The Python 2 behavior is not so much a bug as a design flaw. It was addressed in Python 3.0 by adding the exception chaining features. The closest thing to documentation of this change can be found in PEP 3134 -- Exception Chaining and Embedded Tracebacks motivation:

During the handling of one exception (exception A), it is possible that another exception (exception B) may occur. In today's Python (version 2.4), if this happens, exception B is propagated outward and exception A is lost.

This is exactly what you're seeing in 2.7: EXPECTED (A) was lost because UNEXPECTED (B) appeared and overwrote it. With the newer exception chaining features in Python 3, the full context of both errors can be preserved via __cause__ and __context__ attributes on exception instances.

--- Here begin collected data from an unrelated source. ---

use stackcopy::Value;

// Walks a path of 8 steps, asking root at each step which way to go.
fn walk(_: Value) -> Value {
    let mut position = 0isize;
    for _ in 0..8 {
        let step = stackcopy::call(stackcopy::root(), Value::from_int(position)).unwrap();
        position += step.as_int();
    }
    Value::from_int(position)
}

#[stackcopy::main]
fn main() {
    let walker = stackcopy::create(walk).unwrap();
    let mut position = stackcopy::call(walker, Value::NONE).unwrap();
    for _ in 0..4 {
        position = stackcopy::call(walker, Value::from_int(1)).unwrap();
    }
    println!("checkpoint at position {}", position.as_int());

    // Every clone resumes from the checkpoint independently.
    for step in [-1isize, 1, 3] {
        let branch = stackcopy::clone(walker).unwrap();
        let mut position = Value::NONE;
        while branch.state() != stackcopy::State::Finished {
            position = stackcopy::call(branch, Value::from_int(step)).unwrap();
        }
        println!("branch stepping {:+} ends at {}", step, position.as_int());
        stackcopy::free(branch);
    }
    stackcopy::free(walker);
}
use stackcopy::Value;

fn fibonacci(limit: Value) -> Value {
    let (mut a, mut b) = (0usize, 1usize);
    while a <= limit.as_usize() {
        stackcopy::call(stackcopy::root(), Value::from_usize(a)).unwrap();
        (a, b) = (b, a + b);
    }
    Value::NONE
}

#[stackcopy::main]
fn main() {
    let generator = stackcopy::create(fibonacci).unwrap();
    let mut value = stackcopy::call(generator, Value::from_usize(1000)).unwrap();
    while generator.state() != stackcopy::State::Finished {
        println!("fibonacci: {}", value.as_usize());
        value = stackcopy::call(generator, Value::NONE).unwrap();
    }
    println!("stats: {:?}", stackcopy::stats());
    stackcopy::free(generator);
}
extern crate proc_macro;

use proc_macro::TokenStream;
use proc_macro2::{Ident, Span};
use quote::quote;

#[derive(Default)]
struct Configuration {
    crate_name: Option<Ident>,
    grow_threshold: Option<usize>,
    default_size: Option<usize>,
}

impl Configuration {
    fn set_crate_name(&mut self, lit: syn::Lit) -> Result<(), syn::Error> {
        let span = lit.span();
        if self.crate_name.is_some() {
            return Err(syn::Error::new(span, "crate name already set"));
        }
        if let syn::Lit::Str(s) = lit {
            if let Ok(path) = s.parse::<syn::Path>() {
                if let Some(ident) = path.get_ident() {
                    self.crate_name = Some(ident.clone());
                    return Ok(());
                }
            }
            return Err(syn::Error::new(span, format!("invalid crate name: {}", s.value())));
        }
        Err(syn::Error::new(span, "invalid crate name"))
    }

    fn parse_size(name: &str, current: Option<usize>, lit: syn::Lit) -> Result<usize, syn::Error> {
        let span = lit.span();
        if current.is_some() {
            return Err(syn::Error::new(span, format!("{} already set", name)));
        }
        if let syn::Lit::Int(lit) = lit {
            let size = lit.base10_parse::<usize>()?;
            if size > 0 {
                return Ok(size);
            }
        }
        Err(syn::Error::new(span, format!("{} should be positive integer", name)))
    }

    fn set_grow_threshold(&mut self, lit: syn::Lit) -> Result<(), syn::Error> {
        self.grow_threshold = Some(Self::parse_size("grow_threshold", self.grow_threshold, lit)?);
        Ok(())
    }

    fn set_default_size(&mut self, lit: syn::Lit) -> Result<(), syn::Error> {
        self.default_size = Some(Self::parse_size("default_size", self.default_size, lit)?);
        Ok(())
    }
}

fn parse_config(args: syn::AttributeArgs) -> Result<Configuration, syn::Error> {
    let mut config = Configuration::default();
    for arg in args.into_iter() {
        match arg {
            syn::NestedMeta::Meta(syn::Meta::NameValue(name_value)) => {
                let name = name_value
                    .path
                    .get_ident()
                    .ok_or_else(|| syn::Error::new_spanned(&name_value, "invalid attribute name"))?
                    .to_string();
                match name.as_str() {
                    "grow_threshold" => config.set_grow_threshold(name_value.lit)?,
                    "default_size" => config.set_default_size(name_value.lit)?,
                    "crate" => config.set_crate_name(name_value.lit)?,
                    _ => return Err(syn::Error::new_spanned(&name_value, "unknown attribute name")),
                }
            },
            _ => return Err(syn::Error::new_spanned(arg, "unknown attribute")),
        }
    }
    Ok(config)
}

fn generate(is_test: bool, attr: TokenStream, item: TokenStream) -> TokenStream {
    let args = syn::parse_macro_input!(attr as syn::AttributeArgs);
    let config = match parse_config(args) {
        Ok(config) => config,
        Err(err) => return TokenStream::from(err.into_compile_error()),
    };
    let input = syn::parse_macro_input!(item as syn::ItemFn);

    let ret = &input.sig.output;
    let inputs = &input.sig.inputs;
    let name = &input.sig.ident;
    let body = &input.block;
    let attrs = &input.attrs;
    let vis = &input.vis;

    let macro_name = if is_test { "#[stackcopy::test]" } else { "#[stackcopy::main]" };

    if input.sig.asyncness.is_some() {
        let err =
            syn::Error::new_spanned(input, format!("only synchronous function can be tagged with {}", macro_name));
        return TokenStream::from(err.into_compile_error());
    }

    if !inputs.is_empty() {
        let err = syn::Error::new_spanned(inputs, format!("function tagged with {} takes no arguments", macro_name));
        return TokenStream::from(err.into_compile_error());
    }

    if !is_test && name != "main" {
        let err = syn::Error::new_spanned(name, "only the main function can be tagged with #[stackcopy::main]");
        return TokenStream::from(err.into_compile_error());
    }

    let header = if is_test {
        quote! {
            #[::core::prelude::v1::test]
        }
    } else {
        quote! {}
    };

    let crate_name = config.crate_name.unwrap_or_else(|| Ident::new("stackcopy", Span::call_site()));
    let grow_threshold = config.grow_threshold.unwrap_or(0);
    let default_size = config.default_size.unwrap_or(0);
    let result = quote! {
        #header
        #(#attrs)*
        #vis fn #name() #ret {
            fn entry() #ret {
                #body
            }

            let mut builder = #crate_name::runtime::Builder::default();
            if #grow_threshold != 0 {
                builder.grow_threshold(#grow_threshold);
            }
            if #default_size != 0 {
                builder.default_size(#default_size);
            }
            builder.run(entry)
        }
    };

    result.into()
}

/// Runs marked main function as root coroutine of main thread.
///
/// ## Options
/// * `grow_threshold`: positive integer to specify minimum headroom of saved stack buffers
/// * `default_size`: positive integer to specify initial capacity of saved stack buffers
///
/// ## Examples
/// ```rust,ignore
/// #[stackcopy::main]
/// fn main() {
///     let co = stackcopy::create(|v| v).unwrap();
///     stackcopy::call(co, stackcopy::Value::NONE).unwrap();
/// }
/// ```
///
/// ```rust,ignore
/// #[stackcopy::main(default_size = 16384)]
/// fn main() {
///     assert_eq!(stackcopy::Thresholds::default().grow(), 1024);
/// }
/// ```
#[cfg(not(test))]
#[proc_macro_attribute]
pub fn main(attr: TokenStream, item: TokenStream) -> TokenStream {
    generate(false, attr, item)
}

/// Runs marked test function as root coroutine of test thread.
///
/// See [macro@main] for configurable options.
#[proc_macro_attribute]
pub fn test(attr: TokenStream, item: TokenStream) -> TokenStream {
    generate(true, attr, item)
}
use std::fmt;

use static_assertions::{assert_eq_size, assert_impl_all};

/// Word sized payload handed over by [crate::call].
///
/// No type tag is attached. Producer and consumer agree on its interpretation out of band, the
/// same word could be read as pointer, integer or character.
#[derive(Clone, Copy, Default, PartialEq, Eq, Hash)]
#[repr(transparent)]
pub struct Value(usize);

assert_eq_size!(Value, usize);
assert_eq_size!(Value, *const u8);
assert_impl_all!(Value: Send, Sync);

impl Value {
    /// Zero word.
    pub const NONE: Value = Value(0);

    pub const fn from_usize(u: usize) -> Value {
        Value(u)
    }

    pub const fn from_int(i: isize) -> Value {
        Value(i as usize)
    }

    pub const fn from_char(c: char) -> Value {
        Value(c as usize)
    }

    pub fn from_ptr<T>(p: *const T) -> Value {
        Value(p as usize)
    }

    pub const fn as_usize(self) -> usize {
        self.0
    }

    pub const fn as_int(self) -> isize {
        self.0 as isize
    }

    /// Reads this value as character, `None` if it is not a valid unicode scalar value.
    pub fn as_char(self) -> Option<char> {
        u32::try_from(self.0).ok().and_then(char::from_u32)
    }

    pub fn as_ptr<T>(self) -> *mut T {
        self.0 as *mut T
    }

    pub const fn is_none(self) -> bool {
        self.0 == 0
    }
}

impl fmt::Debug for Value {
    fn fmt(&self, f: &mut fmt::Formatter<'_>) -> fmt::Result {
        write!(f, "Value({:#x})", self.0)
    }
}

impl From<usize> for Value {
    fn from(u: usize) -> Value {
        Value(u)
    }
}

impl From<isize> for Value {
    fn from(i: isize) -> Value {
        Value::from_int(i)
    }
}

impl From<char> for Value {
    fn from(c: char) -> Value {
        Value::from_char(c)
    }
}
use std::hint::black_box;
use std::mem::{self, MaybeUninit};
use std::ptr;

use more_asserts::{assert_le, debug_assert_le};

use super::context::Context;
use crate::error::AllocError;

// Sized to allow approximately 200 nested calls with a few words of overhead per call.
const GROW_THRESHOLD: usize = 1024;

const PADDING_WORDS: usize = 64;
const PADDING_BYTES: usize = PADDING_WORDS * mem::size_of::<usize>();

// Distance kept between restored bytes and the frame doing the restoration.
const RESTORE_MARGIN: usize = 4 * PADDING_BYTES;

/// Thresholds to grow and shrink saved stack buffers.
///
/// A buffer holding `size` live bytes is left alone as long as its headroom, that is capacity minus
/// `size`, stays within `[grow, shrink]`. Otherwise it is reallocated to `size + adjustment` bytes.
/// The distinct thresholds keep oscillating call depth from reallocating on every switch.
///
/// It defaults to `1024` bytes to grow, `size_of::<usize>() * 1024` bytes as initial buffer size
/// and adjustment, and twice of initial buffer size to shrink.
#[derive(Copy, Clone, Debug, PartialEq, Eq)]
pub struct Thresholds {
    grow: usize,
    shrink: usize,
    default_size: usize,
    adjustment: usize,
}

impl Default for Thresholds {
    fn default() -> Thresholds {
        let default_size = mem::size_of::<usize>() * GROW_THRESHOLD;
        Thresholds { grow: GROW_THRESHOLD, shrink: 2 * default_size, default_size, adjustment: default_size }
    }
}

impl Thresholds {
    pub(crate) fn new(grow: usize, shrink: usize, default_size: usize, adjustment: usize) -> Thresholds {
        assert!(default_size > 0, "default size must not be zero");
        assert!(grow <= adjustment, "adjustment {} is less than grow threshold {}", adjustment, grow);
        assert!(adjustment < shrink, "adjustment {} is no less than shrink threshold {}", adjustment, shrink);
        Thresholds { grow, shrink, default_size, adjustment }
    }

    /// Minimum headroom before growing.
    pub fn grow(&self) -> usize {
        self.grow
    }

    /// Maximum headroom before shrinking.
    pub fn shrink(&self) -> usize {
        self.shrink
    }

    /// Initial capacity of saved stack buffers.
    pub fn default_size(&self) -> usize {
        self.default_size
    }

    /// Headroom given to reallocated buffers.
    pub fn adjustment(&self) -> usize {
        self.adjustment
    }

    /// Returns new capacity if `capacity` is out of comfortable band for `size` live bytes.
    pub fn resize(&self, capacity: usize, size: usize) -> Option<usize> {
        match capacity.checked_sub(size) {
            Some(headroom) if headroom >= self.grow && headroom <= self.shrink => None,
            _ => Some(size + self.adjustment),
        }
    }
}

/// Heap copy of stack bytes of a suspended coroutine.
pub(crate) struct SavedStack {
    bytes: Vec<MaybeUninit<u8>>,
    used: usize,
}

impl SavedStack {
    fn alloc(capacity: usize) -> Result<Vec<MaybeUninit<u8>>, AllocError> {
        let mut bytes = Vec::new();
        bytes.try_reserve_exact(capacity).map_err(|err| AllocError::new(capacity, err))?;
        // SAFETY: MaybeUninit requires no initialization.
        unsafe { bytes.set_len(capacity) };
        Ok(bytes)
    }

    pub fn with_capacity(capacity: usize) -> Result<SavedStack, AllocError> {
        Ok(SavedStack { bytes: Self::alloc(capacity)?, used: 0 })
    }

    pub fn capacity(&self) -> usize {
        self.bytes.len()
    }

    pub fn used(&self) -> usize {
        self.used
    }

    /// Reallocates if capacity is out of comfortable band for `size` bytes.
    ///
    /// Saved bytes are dropped on reallocation. Returns whether reallocation happened.
    pub fn fit(&mut self, thresholds: &Thresholds, size: usize) -> Result<bool, AllocError> {
        let Some(capacity) = thresholds.resize(self.capacity(), size) else {
            return Ok(false);
        };
        self.bytes = Self::alloc(capacity)?;
        self.used = 0;
        Ok(true)
    }

    /// Deep copies saved bytes into a buffer of same capacity.
    pub fn try_clone(&self) -> Result<SavedStack, AllocError> {
        let mut bytes = Self::alloc(self.capacity())?;
        bytes[..self.used].copy_from_slice(&self.bytes[..self.used]);
        Ok(SavedStack { bytes, used: self.used })
    }

    unsafe fn copy_from(&mut self, start: *const u8, size: usize) {
        debug_assert_le!(size, self.capacity());
        ptr::copy_nonoverlapping(start, self.bytes.as_mut_ptr() as *mut u8, size);
        self.used = size;
    }

    unsafe fn copy_to(&self, start: *mut u8) {
        ptr::copy_nonoverlapping(self.bytes.as_ptr() as *const u8, start, self.used);
    }
}

/// Stack anchor of a thread. All coroutines of that thread live between it and stack pointer.
#[derive(Clone, Copy, Debug, PartialEq, Eq)]
pub(crate) struct Anchor {
    base: usize,
    grows_up: bool,
}

impl Anchor {
    pub fn new(base: usize, grows_up: bool) -> Anchor {
        Anchor { base, grows_up }
    }

    /// Number of bytes between anchor and `mark`.
    pub fn depth(&self, mark: usize) -> usize {
        if self.grows_up {
            mark.saturating_sub(self.base)
        } else {
            self.base.saturating_sub(mark)
        }
    }

    /// Depth of caller's frame.
    #[inline(never)]
    pub fn depth_here(&self) -> usize {
        let mark = 0u8;
        self.depth(black_box(&mark) as *const u8 as usize)
    }

    /// Lowest address of `size` bytes adjacent to anchor.
    fn start(&self, size: usize) -> usize {
        if self.grows_up {
            self.base
        } else {
            self.base - size
        }
    }

    fn floor(&self, size: usize) -> usize {
        if self.grows_up {
            self.base + size + RESTORE_MARGIN
        } else {
            self.base - size - RESTORE_MARGIN
        }
    }

    fn passed(&self, here: usize, floor: usize) -> bool {
        if self.grows_up {
            here > floor
        } else {
            here < floor
        }
    }

    /// Copies stack bytes between anchor and caller's frame to `stack`, resizing it on demand.
    ///
    /// Returns whether `stack` was reallocated.
    ///
    /// # Safety
    /// Caller must run on stack of this anchor.
    #[inline(never)]
    pub unsafe fn save(&self, stack: &mut SavedStack, thresholds: &Thresholds) -> Result<bool, AllocError> {
        let mark = 0u8;
        let mark = black_box(&mark) as *const u8 as usize;
        let size = self.depth(mark);
        let reallocated = stack.fit(thresholds, size)?;
        stack.copy_from(self.start(size) as *const u8, size);
        Ok(reallocated)
    }

    /// Puts bytes of `stack` back to where they were saved and resumes `context`.
    ///
    /// Restoration runs from frames beyond the restored range, so it never overwrites itself.
    ///
    /// # Safety
    /// `stack` must be saved by this anchor and `context` must be captured inside saved frames.
    pub unsafe fn restore(self, stack: *const SavedStack, context: *const Context) -> ! {
        let here = 0u8;
        let here = black_box(&here) as *const u8 as usize;
        let floor = self.floor((*stack).used());
        let steps = if self.passed(here, floor) { 1 } else { here.abs_diff(floor) / PADDING_BYTES + 2 };
        descend(self, stack, context, floor, steps);
        crate::fatal!("stack restoration returns");
    }
}

// Consumes stack frame by frame until current frame passes `floor`. Frames are at least
// `PADDING_BYTES` large, so `steps` bounds the depth.
#[inline(never)]
unsafe fn descend(anchor: Anchor, stack: *const SavedStack, context: *const Context, floor: usize, steps: usize) {
    let padding = [MaybeUninit::<usize>::uninit(); PADDING_WORDS];
    let here = black_box(padding.as_ptr()) as usize;
    if anchor.passed(here, floor) {
        let stack = &*stack;
        stack.copy_to(anchor.start(stack.used()) as *mut u8);
        (*context).resume();
    }
    if steps == 0 {
        crate::fatal!("stack restoration fails to reach {:#x} from {:#x}", floor, here);
    }
    descend(anchor, stack, context, floor, steps - 1);
    black_box(&padding);
}
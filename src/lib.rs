#![allow(clippy::needless_doctest_main)]

//! # Symmetric coroutines copying stacks in and out of one native stack
//! `stackcopy` hosts many independent call stacks on a single kernel thread. Control moves between
//! them only by explicit [call], which hands over a word sized [Value] and returns once some
//! coroutine calls back.
//!
//! ## Usage
//! * Use [init] or [runtime::Builder] to initialize coroutine engine of current thread.
//! * Use [create] to create coroutine from an [Entry] function.
//! * Use [call] to transfer control and value to other coroutine.
//! * Use [clone] to duplicate a suspended coroutine as multi-shot checkpoint.
//! * Use [free] to release a coroutine that is not running.
//! * Use [poll] inside deep call chains to resize saved stack buffer ahead of suspension.
//!
//! A coroutine whose entry function returns transfers its return value to root coroutine.
//!
//! ## Caveats
//! * Stack bytes are copied, so do not hand addresses of stack variables to other coroutines.
//! * Coroutines are bound to the thread they are created in.
//! * Panic must not unwind out of entry function, it aborts process.
//!
//! ## Example
//! ```rust
//! use stackcopy::Value;
//!
//! fn fibonacci(_: Value) -> Value {
//!     let (mut a, mut b) = (0usize, 1usize);
//!     loop {
//!         stackcopy::call(stackcopy::root(), Value::from_usize(a)).unwrap();
//!         (a, b) = (b, a + b);
//!     }
//! }
//!
//! #[stackcopy::main]
//! fn main() {
//!     let generator = stackcopy::create(fibonacci).unwrap();
//!     let numbers: Vec<usize> =
//!         (0..10).map(|_| stackcopy::call(generator, Value::NONE).unwrap().as_usize()).collect();
//!     assert_eq!(numbers, vec![0, 1, 1, 2, 3, 5, 8, 13, 21, 34]);
//!     stackcopy::free(generator);
//! }
//! ```

macro_rules! fatal {
    ($($arg:tt)*) => {{
        let message = format!($($arg)*);
        tracing::error!("{}", message);
        eprintln!("stackcopy: {}", message);
        std::process::abort()
    }};
}

pub(crate) use fatal;

pub mod coroutine;
mod error;
pub mod runtime;
mod value;

pub use coroutine::stack::Thresholds;
pub use coroutine::{call, clone, create, current, free, poll, root, stats, Coroutine, Entry, State, Stats};
pub use error::AllocError;
#[cfg(not(test))]
pub use stackcopy_macros::main;
pub use stackcopy_macros::test;
pub use value::Value;

/// Initializes coroutine engine in current thread with default configuration.
///
/// See [runtime::Builder::init] for details.
#[inline(always)]
pub fn init() -> Coroutine {
    runtime::Builder::new().init()
}
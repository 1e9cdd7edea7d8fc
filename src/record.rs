//! The fixed-width value payload stored alongside each key.
//!
//! The tree itself only ever copies this struct byte-for-byte; it does
//! not interpret `name`/`protein`/`calories`/`cost` in any way. A
//! different payload shape would only require changing this file and
//! the constant in [`crate::types::RECORD_NAME_LEN`].

use crate::types::RECORD_NAME_LEN;

/// A single food-item record: the value half of a key/value pair.
#[derive(Debug, Clone, Copy)]
pub struct Record {
    name: [u8; RECORD_NAME_LEN],
    pub protein: i32,
    pub calories: i32,
    pub cost: f64,
}

impl Record {
    /// Build a record, truncating `name` to fit the fixed-width field.
    ///
    /// The last byte of the field is always left `0`, reserved as a NUL
    /// terminator, so at most `RECORD_NAME_LEN - 1` bytes of `name` are
    /// ever copied in.
    pub fn new(name: &str, protein: i32, calories: i32, cost: f64) -> Self {
        let mut buf = [0u8; RECORD_NAME_LEN];
        let bytes = name.as_bytes();
        let n = bytes.len().min(RECORD_NAME_LEN - 1);
        buf[..n].copy_from_slice(&bytes[..n]);
        Self {
            name: buf,
            protein,
            calories,
            cost,
        }
    }

    /// An all-zero record, used to fill unused slots in a node page.
    pub const fn empty() -> Self {
        Self {
            name: [0u8; RECORD_NAME_LEN],
            protein: 0,
            calories: 0,
            cost: 0.0,
        }
    }

    /// The name, decoded up to the first NUL byte.
    pub fn name(&self) -> &str {
        let end = self
            .name
            .iter()
            .position(|&b| b == 0)
            .unwrap_or(self.name.len());
        std::str::from_utf8(&self.name[..end]).unwrap_or("")
    }

    pub(crate) fn name_bytes(&self) -> &[u8; RECORD_NAME_LEN] {
        &self.name
    }

    pub(crate) fn from_parts(
        name: [u8; RECORD_NAME_LEN],
        protein: i32,
        calories: i32,
        cost: f64,
    ) -> Self {
        Self {
            name,
            protein,
            calories,
            cost,
        }
    }
}

#[cfg(test)]
mod tests {
    use super::*;

    #[test]
    fn test_name_round_trips() {
        let r = Record::new("Banana", 1, 105, 0.30);
        assert_eq!(r.name(), "Banana");
        assert_eq!(r.protein, 1);
        assert_eq!(r.calories, 105);
    }

    #[test]
    fn test_name_truncates_reserving_nul_terminator() {
        let long = "x".repeat(RECORD_NAME_LEN + 20);
        let r = Record::new(&long, 0, 0, 0.0);
        assert_eq!(r.name().len(), RECORD_NAME_LEN - 1);
        assert_eq!(r.name_bytes()[RECORD_NAME_LEN - 1], 0);
    }

    #[test]
    fn test_empty_is_well_formed() {
        let r = Record::empty();
        assert_eq!(r.name(), "");
        assert_eq!(r.protein, 0);
    }
}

For a more direct cross-compatible workaround, I would encourage you to keep the references manually, explicitly show which error is being re-raised, and as usual avoid bare except statements (which are always too broad):

try:
    raise Exception('EXPECTED')
except Exception as err_expected:
    try:
        raise Exception('UNEXPECTED')
    except Exception as err_unexpected:
        pass
    raise err_expected

Should you wish to suppress the exception-chaining feature in a cross-compatible way, you can do that by setting err_expected.__cause__ = None before re-raising.